Bone units of the lateral skull base.

Bone units of the lateral skull base.

Planning of a surgical approach: management of soft tissues

Some basic rules need to be respected when making skin incisions and designing myofascial flaps. The skin incision allows a good skin flap without endangering its vascularization. This is particularly true when revision surgery is necessary (postoperative complications or recurrence of the disease). A skin flap is designed so that it can be turned away from the field and held in place with staying sutures and no retractors. Myofascial flaps can be made using different techniques, but the basic principle is that the base of the flap has to be bigger than its apex so that vascularization is granted. The size and shape of the flap is made in order to expose the underlying bone (mastoid, temporal or occipital squama) without the need for overhanging retractors. At the end of surgery, myofascial flaps have to grant a CSF-tight closure. No tissue harvesting on the myofascial flap is done in order to permit good closure.

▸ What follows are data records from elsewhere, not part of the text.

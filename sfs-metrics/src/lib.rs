#![deny(clippy::unwrap_used)]
#![deny(clippy::expect_used)]

mod latency;

use std::net::SocketAddr;
use std::sync::atomic::{AtomicU64, Ordering};

pub use latency::{
    LATENCY_LEASE_WAIT, LATENCY_REQUEST, LatencyHistogram, LatencySnapshot, LatencyTimer,
};

// Transport
pub static MESSAGES_SENT: AtomicU64 = AtomicU64::new(0);
pub static MESSAGES_RECEIVED: AtomicU64 = AtomicU64::new(0);
pub static RETRANSMITS: AtomicU64 = AtomicU64::new(0);
pub static DUPLICATE_REPLAYS: AtomicU64 = AtomicU64::new(0);
pub static STALE_DROPS: AtomicU64 = AtomicU64::new(0);
pub static CRC_FAILURES: AtomicU64 = AtomicU64::new(0);
pub static CONNECTIONS_ACTIVE: AtomicU64 = AtomicU64::new(0);

// Leases
pub static LEASES_GRANTED: AtomicU64 = AtomicU64::new(0);
pub static LEASE_WAITS: AtomicU64 = AtomicU64::new(0);
pub static LEASES_REMOVED: AtomicU64 = AtomicU64::new(0);
pub static LEASE_EXPIRATIONS: AtomicU64 = AtomicU64::new(0);
pub static CALLOUTS_SENT: AtomicU64 = AtomicU64::new(0);
pub static TABLES_ACTIVE: AtomicU64 = AtomicU64::new(0);

// Failover
pub static FAILOVERS: AtomicU64 = AtomicU64::new(0);
pub static RESYNCS: AtomicU64 = AtomicU64::new(0);

#[inline]
pub fn increment_messages_sent() {
    MESSAGES_SENT.fetch_add(1, Ordering::Relaxed);
}

#[inline]
pub fn increment_messages_received() {
    MESSAGES_RECEIVED.fetch_add(1, Ordering::Relaxed);
}

#[inline]
pub fn increment_retransmits() {
    RETRANSMITS.fetch_add(1, Ordering::Relaxed);
}

#[inline]
pub fn increment_duplicate_replays() {
    DUPLICATE_REPLAYS.fetch_add(1, Ordering::Relaxed);
}

#[inline]
pub fn increment_stale_drops() {
    STALE_DROPS.fetch_add(1, Ordering::Relaxed);
}

#[inline]
pub fn increment_crc_failures() {
    CRC_FAILURES.fetch_add(1, Ordering::Relaxed);
}

#[inline]
pub fn increment_connections() {
    CONNECTIONS_ACTIVE.fetch_add(1, Ordering::Relaxed);
}

#[inline]
pub fn decrement_connections() {
    CONNECTIONS_ACTIVE.fetch_sub(1, Ordering::Relaxed);
}

#[inline]
pub fn increment_leases_granted() {
    LEASES_GRANTED.fetch_add(1, Ordering::Relaxed);
}

#[inline]
pub fn increment_lease_waits() {
    LEASE_WAITS.fetch_add(1, Ordering::Relaxed);
}

#[inline]
pub fn increment_leases_removed() {
    LEASES_REMOVED.fetch_add(1, Ordering::Relaxed);
}

#[inline]
pub fn increment_lease_expirations() {
    LEASE_EXPIRATIONS.fetch_add(1, Ordering::Relaxed);
}

#[inline]
pub fn increment_callouts() {
    CALLOUTS_SENT.fetch_add(1, Ordering::Relaxed);
}

#[inline]
pub fn increment_tables() {
    TABLES_ACTIVE.fetch_add(1, Ordering::Relaxed);
}

#[inline]
pub fn decrement_tables() {
    TABLES_ACTIVE.fetch_sub(1, Ordering::Relaxed);
}

#[inline]
pub fn increment_failovers() {
    FAILOVERS.fetch_add(1, Ordering::Relaxed);
}

#[inline]
pub fn increment_resyncs() {
    RESYNCS.fetch_add(1, Ordering::Relaxed);
}

#[derive(Debug, Clone, Default)]
pub struct MetricsSnapshot {
    pub messages_sent: u64,
    pub messages_received: u64,
    pub retransmits: u64,
    pub duplicate_replays: u64,
    pub stale_drops: u64,
    pub crc_failures: u64,
    pub connections_active: u64,
    pub leases_granted: u64,
    pub lease_waits: u64,
    pub leases_removed: u64,
    pub lease_expirations: u64,
    pub callouts_sent: u64,
    pub tables_active: u64,
    pub failovers: u64,
    pub resyncs: u64,
}

impl MetricsSnapshot {
    #[must_use]
    pub fn capture() -> Self {
        Self {
            messages_sent: MESSAGES_SENT.load(Ordering::Relaxed),
            messages_received: MESSAGES_RECEIVED.load(Ordering::Relaxed),
            retransmits: RETRANSMITS.load(Ordering::Relaxed),
            duplicate_replays: DUPLICATE_REPLAYS.load(Ordering::Relaxed),
            stale_drops: STALE_DROPS.load(Ordering::Relaxed),
            crc_failures: CRC_FAILURES.load(Ordering::Relaxed),
            connections_active: CONNECTIONS_ACTIVE.load(Ordering::Relaxed),
            leases_granted: LEASES_GRANTED.load(Ordering::Relaxed),
            lease_waits: LEASE_WAITS.load(Ordering::Relaxed),
            leases_removed: LEASES_REMOVED.load(Ordering::Relaxed),
            lease_expirations: LEASE_EXPIRATIONS.load(Ordering::Relaxed),
            callouts_sent: CALLOUTS_SENT.load(Ordering::Relaxed),
            tables_active: TABLES_ACTIVE.load(Ordering::Relaxed),
            failovers: FAILOVERS.load(Ordering::Relaxed),
            resyncs: RESYNCS.load(Ordering::Relaxed),
        }
    }
}

pub fn init_prometheus_exporter(
    addr: SocketAddr,
) -> Result<(), Box<dyn std::error::Error + Send + Sync>> {
    metrics_exporter_prometheus::PrometheusBuilder::new()
        .with_http_listener(addr)
        .install()?;

    metrics::describe_counter!("sfs_messages_sent_total", "Protocol messages sent");
    metrics::describe_counter!("sfs_messages_received_total", "Protocol messages received");
    metrics::describe_counter!("sfs_retransmits_total", "Client retransmissions");
    metrics::describe_counter!(
        "sfs_duplicate_replays_total",
        "Duplicate requests answered from the reply cache"
    );
    metrics::describe_counter!(
        "sfs_stale_drops_total",
        "Retransmissions dropped behind the acknowledged floor"
    );
    metrics::describe_counter!("sfs_crc_failures_total", "Payload CRC mismatches");
    metrics::describe_gauge!("sfs_connections_active", "Open client connections");
    metrics::describe_counter!("sfs_leases_granted_total", "Lease grants");
    metrics::describe_counter!("sfs_lease_waits_total", "Lease requests told to wait");
    metrics::describe_counter!("sfs_leases_removed_total", "Lease removals");
    metrics::describe_counter!("sfs_lease_expirations_total", "Leases reclaimed on expiry");
    metrics::describe_counter!("sfs_callouts_total", "Relinquish callouts sent");
    metrics::describe_gauge!("sfs_lease_tables_active", "Files with a live lease table");
    metrics::describe_counter!("sfs_failovers_total", "Failovers observed");
    metrics::describe_counter!("sfs_resyncs_total", "Lease resyncs completed");

    Ok(())
}

#[allow(clippy::cast_precision_loss)]
pub fn export_to_prometheus() {
    let s = MetricsSnapshot::capture();

    metrics::counter!("sfs_messages_sent_total").absolute(s.messages_sent);
    metrics::counter!("sfs_messages_received_total").absolute(s.messages_received);
    metrics::counter!("sfs_retransmits_total").absolute(s.retransmits);
    metrics::counter!("sfs_duplicate_replays_total").absolute(s.duplicate_replays);
    metrics::counter!("sfs_stale_drops_total").absolute(s.stale_drops);
    metrics::counter!("sfs_crc_failures_total").absolute(s.crc_failures);
    metrics::gauge!("sfs_connections_active").set(s.connections_active as f64);
    metrics::counter!("sfs_leases_granted_total").absolute(s.leases_granted);
    metrics::counter!("sfs_lease_waits_total").absolute(s.lease_waits);
    metrics::counter!("sfs_leases_removed_total").absolute(s.leases_removed);
    metrics::counter!("sfs_lease_expirations_total").absolute(s.lease_expirations);
    metrics::counter!("sfs_callouts_total").absolute(s.callouts_sent);
    metrics::gauge!("sfs_lease_tables_active").set(s.tables_active as f64);
    metrics::counter!("sfs_failovers_total").absolute(s.failovers);
    metrics::counter!("sfs_resyncs_total").absolute(s.resyncs);

    export_latency("sfs_request_latency", &LATENCY_REQUEST.snapshot());
    export_latency("sfs_lease_wait_latency", &LATENCY_LEASE_WAIT.snapshot());
}

#[allow(clippy::cast_precision_loss)]
fn export_latency(prefix: &str, snap: &LatencySnapshot) {
    metrics::gauge!(format!("{prefix}_p50_seconds")).set(snap.percentile(50) as f64 / 1e6);
    metrics::gauge!(format!("{prefix}_p99_seconds")).set(snap.percentile(99) as f64 / 1e6);
    metrics::gauge!(format!("{prefix}_avg_seconds")).set(snap.avg_us() / 1e6);
    metrics::gauge!(format!("{prefix}_count")).set(snap.count as f64);
}

#[cfg(test)]
#[allow(clippy::unwrap_used)]
mod tests {
    use super::*;

    #[test]
    fn test_snapshot_reflects_increments() {
        let before = MetricsSnapshot::capture();
        increment_leases_granted();
        increment_retransmits();
        let after = MetricsSnapshot::capture();
        assert!(after.leases_granted > before.leases_granted);
        assert!(after.retransmits > before.retransmits);
    }
}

Overview on lateral approaches

As a general principle, and sometimes in contrast with the somewhat confusing terminology in the literature, the surgical corridor of a transpetrous approach runs through the temporal bone (translab., transcochl., translab-transapical app., lateral/subtotal/total petrosectomy). The surgical corridor of a transtemporal approach runs below the temporal lobe and over the petrous bone, reaching areas of the temporal bone without destroying or passing through it. This approach involves temporal bone craniotomy and retraction of the temporal dura and brain (subtemporal extradural transtemporal approach or, as otherwise referred to, a middle cranial fossa approach). The retrosigmoid approach runs posterior to the sigmoid sinus, through the occipital bone by means of an occipital (otherwise defined suboccipital or retrosigmoid) craniotomy. What we refer to as "confusing" literature introduces a more detailed way to describe these approaches. The more detail that is given in describing surgical approaches, the more the simple concept of "from where we start? and where do we want to go? " is missed. A simple description of the gate-corridor-target should allow better understanding of lateral skull base surgery and fulfill the desired goal.

Trans-petrous approaches

Translabyrinthine approach

The gate of this approach is the mastoid (a retroauricular-transmastoid approach), and the target is the internal auditory canal and CPA -. The approach removes the bone lying between the petrous dura-sigmoid sinus posteriorly and the mastoid fallopius anteriorly. The facial nerve, cochlea, tympanic cavity and outer ear canal are left in place. The occipital bone in the retrosigmoid area is partially drilled to expose the retrosigmoid dura and allow retraction of the sigmoid sinus. The dura of the temporal lobe, in the retro- and pre-sigmoid area, is exposed. Once the approach is finished, the jugular bulb is the inferior limit. The temporal dura, superior petrosal sinus and tentorium are the superior limits of the approach. The presigmoid dura is transected and the CPA is entered. Disruption of the arachnoid shell opens the cistern. As shown Figure 2, the approach removes all the mastoid bone, the labyrinth and the bone which is lateral, superior and inferior to the internal auditory canal, uncovering it by around 270° of its circumference. The anterior wall of the internal auditory canal is not removed (the incus is removed to allow obliteration with fat or muscle of the epitympanic area in order to separate the tympanum from the rest of the cavity). The entire petrous bone defect of the approach is filled with abdominal fat, and the myofascial and skin flaps are repositioned.
Fig. 2.

Extension of bone removal in a translabyrinthine approach.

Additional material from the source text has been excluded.